Por: Daniel Aguilar/ Twitter: @Danny_aguilarm
2, 2 y 2
Inicia el conteo regresivo para que llegue lo más anhelado para los fanáticos de la pelota caliente, la tierra prometida de la postemporada donde, como diría Dani Ortiz, se separan los niños de los hombres.
La realidad es que Pericos inicia un camino en el que, si bien el objetivo es la postemporada, no pueden empezar a visualizar algo que no tienen en manos; aunque van a calificar seis equipos de cada zona, la opción de hacerlo como quinto o sexto no debería de ser una aspiración para un equipo que ha malacostumbrado a su afición.
Las cosas deben decirse como son: a la novena verde hay que exigirle cómo hay que exigirle. Los Emplumados no son un equipo de relleno para completar la Zona Sur, son un equipo que en los últimos años ha dado la cara por el estado, pero que hoy está irreconocible y no es tiempo de señalar, aunque la cabeza de Carlos Gastélum ya rodó, esa decisión no está sujeta a que entregue resultados en un tiempo determinado.
Los Pericos deben de buscar las victorias de manera inmediata, porque el beisbol es elegante y caprichoso y no te va a esperar. Podríamos evitar escenarios o pretextos que desconozco, no quiero señalar si es un asunto de presupuesto o incluso de actitud desde el club house.
La afición lo sabe, el relevo es la parte que más adolece en el roster de Pericos y cada que vuelve a fallar las gradas del Nido Verde se manifiestan con abucheos. Habrá quien diga que el fanático no está para exigir y otros más dirán que el haber comprado un boleto les da el derecho de exigir, en cualquiera de los casos hoy los verdes no están aspirando absolutamente a nada. Lo dijo el gran Yogi Berra: “Esto no se acaba hasta que se acaba”.
Y todavía quedan juegos, será, entonces, hasta los primeros días de agosto cuando nos demos cuenta si la Novena Verde pudo o no superar sus propios obstáculos. Si el enemigo está en casa, ya serán ellos quienes se encarguen de lavar la ropa sucia, no es un asunto de –insisto– señalar culpables, sino de trabajar para entregar los resultados ya.

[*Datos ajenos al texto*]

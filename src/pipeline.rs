//! Query to table: fetch, read, normalize, assemble.

use crate::dataset::dimension::DatasetRecord;
use crate::dataset::reader::read;
use crate::dataset::tabular::{assemble, TabularRecord};
use crate::error::IridlError;
use crate::fetch::fetcher::DataFetcher;
use crate::query::state::QueryState;
use crate::query::tag::TagKind;
use log::{debug, warn};
use tokio::task;

/// Fetches `query` and reads `dims` from the result.
///
/// Reading happens on the blocking pool. The fetched handle is dropped there as soon
/// as the read finishes, whether it succeeded or not.
pub(crate) async fn fetch_record<F: DataFetcher>(
    fetcher: &F,
    query: &QueryState,
    dims: Vec<String>,
) -> Result<DatasetRecord, IridlError> {
    if !query.has_kind(TagKind::VariableSelect) {
        warn!("Query {} selects no variable", query);
    }
    let url = query.to_url();
    let file = fetcher.fetch(&url).await?;
    debug!("Fetched {}, reading {:?}", url, dims);

    let record = task::spawn_blocking(move || {
        let record = read(&file, &dims);
        drop(file);
        record
    })
    .await??;
    Ok(record)
}

/// Fetches `query` and assembles a date-indexed table.
///
/// `value_dimensions` defaults to the file names of the query's selected variables.
pub(crate) async fn materialize<F: DataFetcher>(
    fetcher: &F,
    query: &QueryState,
    time_dimension: &str,
    value_dimensions: Option<Vec<String>>,
) -> Result<TabularRecord, IridlError> {
    let mut dims = value_dimensions
        .unwrap_or_else(|| query.data_variables().map(str::to_string).collect());
    dims.push(time_dimension.to_string());

    let record = fetch_record(fetcher, query, dims).await?;
    let time_dimension = time_dimension.to_string();
    let table = task::spawn_blocking(move || assemble(&record, &time_dimension)).await??;
    debug!("Assembled {} rows for {}", table.len(), query);
    Ok(table)
}

#[cfg(test)]
mod tests {
    use super::*;
    use crate::dataset::dimension::AttributeMap;
    use crate::dataset::reader::MemoryArrayFile;
    use crate::error::ErrorKind;
    use crate::fetch::error::FetchError;
    use chrono::NaiveDate;
    use std::sync::Mutex;

    struct FixtureFetcher {
        file: MemoryArrayFile,
        last_query: Mutex<Option<String>>,
    }

    impl FixtureFetcher {
        fn new(file: MemoryArrayFile) -> Self {
            Self {
                file,
                last_query: Mutex::new(None),
            }
        }
    }

    impl DataFetcher for FixtureFetcher {
        type File = MemoryArrayFile;

        async fn fetch(&self, query: &str) -> Result<MemoryArrayFile, FetchError> {
            *self.last_query.lock().unwrap() = Some(query.to_string());
            Ok(self.file.clone())
        }
    }

    fn fixture() -> MemoryArrayFile {
        let time_attrs: AttributeMap = [("units", "days since 2000-01-01")].into_iter().collect();
        let temp_attrs: AttributeMap = [("missing_value", "-999")].into_iter().collect();
        MemoryArrayFile::new()
            .with_variable("T", vec![0.0, 1.0, 2.0], time_attrs)
            .with_variable("temp", vec![12.5, -999.0, 14.0], temp_attrs)
            .with_variable("rain", vec![0.0, 0.2, 1.4], AttributeMap::new())
    }

    #[tokio::test]
    async fn test_materialize_uses_selected_variables() -> Result<(), IridlError> {
        let fetcher = FixtureFetcher::new(fixture());
        let query = QueryState::base()
            .with_variable("air_temperature")?
            .filter_point(10.0, 20.0)?;

        let table = materialize(&fetcher, &query, "T", None).await?;

        assert_eq!(
            fetcher.last_query.lock().unwrap().as_deref(),
            Some(query.to_url().as_str())
        );
        assert_eq!(table.date_column(), "T");
        assert_eq!(table.dates()[2], NaiveDate::from_ymd_opt(2000, 1, 3).unwrap());
        assert_eq!(table.column_names().collect::<Vec<_>>(), ["temp"]);
        assert_eq!(table.column("temp"), Some(&[Some(12.5), None, Some(14.0)][..]));
        Ok(())
    }

    #[tokio::test]
    async fn test_materialize_with_explicit_dimensions() -> Result<(), IridlError> {
        let fetcher = FixtureFetcher::new(fixture());
        let query = QueryState::base().with_variable("air_temperature")?;

        let table = materialize(
            &fetcher,
            &query,
            "T",
            Some(vec!["rain".to_string(), "temp".to_string()]),
        )
        .await?;
        assert_eq!(table.column_names().collect::<Vec<_>>(), ["rain", "temp"]);
        Ok(())
    }

    #[tokio::test]
    async fn test_missing_dimension_is_not_found() -> Result<(), IridlError> {
        let fetcher = FixtureFetcher::new(fixture());
        let query = QueryState::base().with_variable("ndvi")?;

        let err = materialize(&fetcher, &query, "T", None).await.unwrap_err();
        assert_eq!(err.kind(), ErrorKind::NotFound);
        assert!(err.to_string().contains("NDVI"));
        Ok(())
    }

    #[tokio::test]
    async fn test_fetch_record_reads_requested_names() -> Result<(), IridlError> {
        let fetcher = FixtureFetcher::new(fixture());
        let query = QueryState::base().with_variable("precipitation")?;

        let record = fetch_record(&fetcher, &query, vec!["rain".to_string()]).await?;
        assert_eq!(record.names().collect::<Vec<_>>(), ["rain"]);
        Ok(())
    }
}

Muy similar a la situación de México en Juegos Olímpicos, de nada te va a servir obtener la versión de quién tiene o no la razón, quién es el villano de la película. Esto sigue avanzando y cada que el umpire llama a juego.
Enfrente tendrás a una novena que no importa quién seas tú, te va a querer quitar el triunfo y, sí, Pericos ha dejado de ser imbatible en Puebla. Para los fanáticos es fácil decir que el equipo está en una mala racha, misma que también puede estar presupuestada, pero no, esta fanaticada está malacostumbrada y sólo le va a exigir a los Pericos los playoffs y de no triunfar en ellos lo mínimo que pueden hacer es caer con la cara al Sol, sabiendo que el equipo puso sus plumas para emprender el vuelo muy alto, pero tristemente no se logró.
Sólo que olvidamos un pequeño detalle: la esencia y la suerte del campeón viajaron al norte del país. Los Pericos de Puebla tuvieron un cambio importante hace unos años. Nuevamente tenemos que hacernos a la idea de que quienes toman las decisiones ya no son los mismos. Hoy, todo está en manos de la parte deportiva que lleva Alfonso López; confío en que sus movimientos le darán a los emplumados un equipo para competir.
Pero los fanáticos siguen añorando las temporadas ganadoras, cuando (les guste o no) Gerardo Benavides estuvo al frente y entregó el título, cuestionado o como quieran verlo, ahí está la Copa Zaachila, revisen los registros de Liga Mexicana y al final la realidad es una: al César lo que es del César.
Y bajo este esquema, los Pericos inician el cierre de temporada con una batalla por día, como ellos lo han manejado juego a juego, la novena verde tiene que ganarse su pase a los playoffs, de ahí competir y si se cae que sea con la cara al Sol, pero con el relevo y la apatía que ha mostrado este equipo no irá a playoffs. Al tiempo.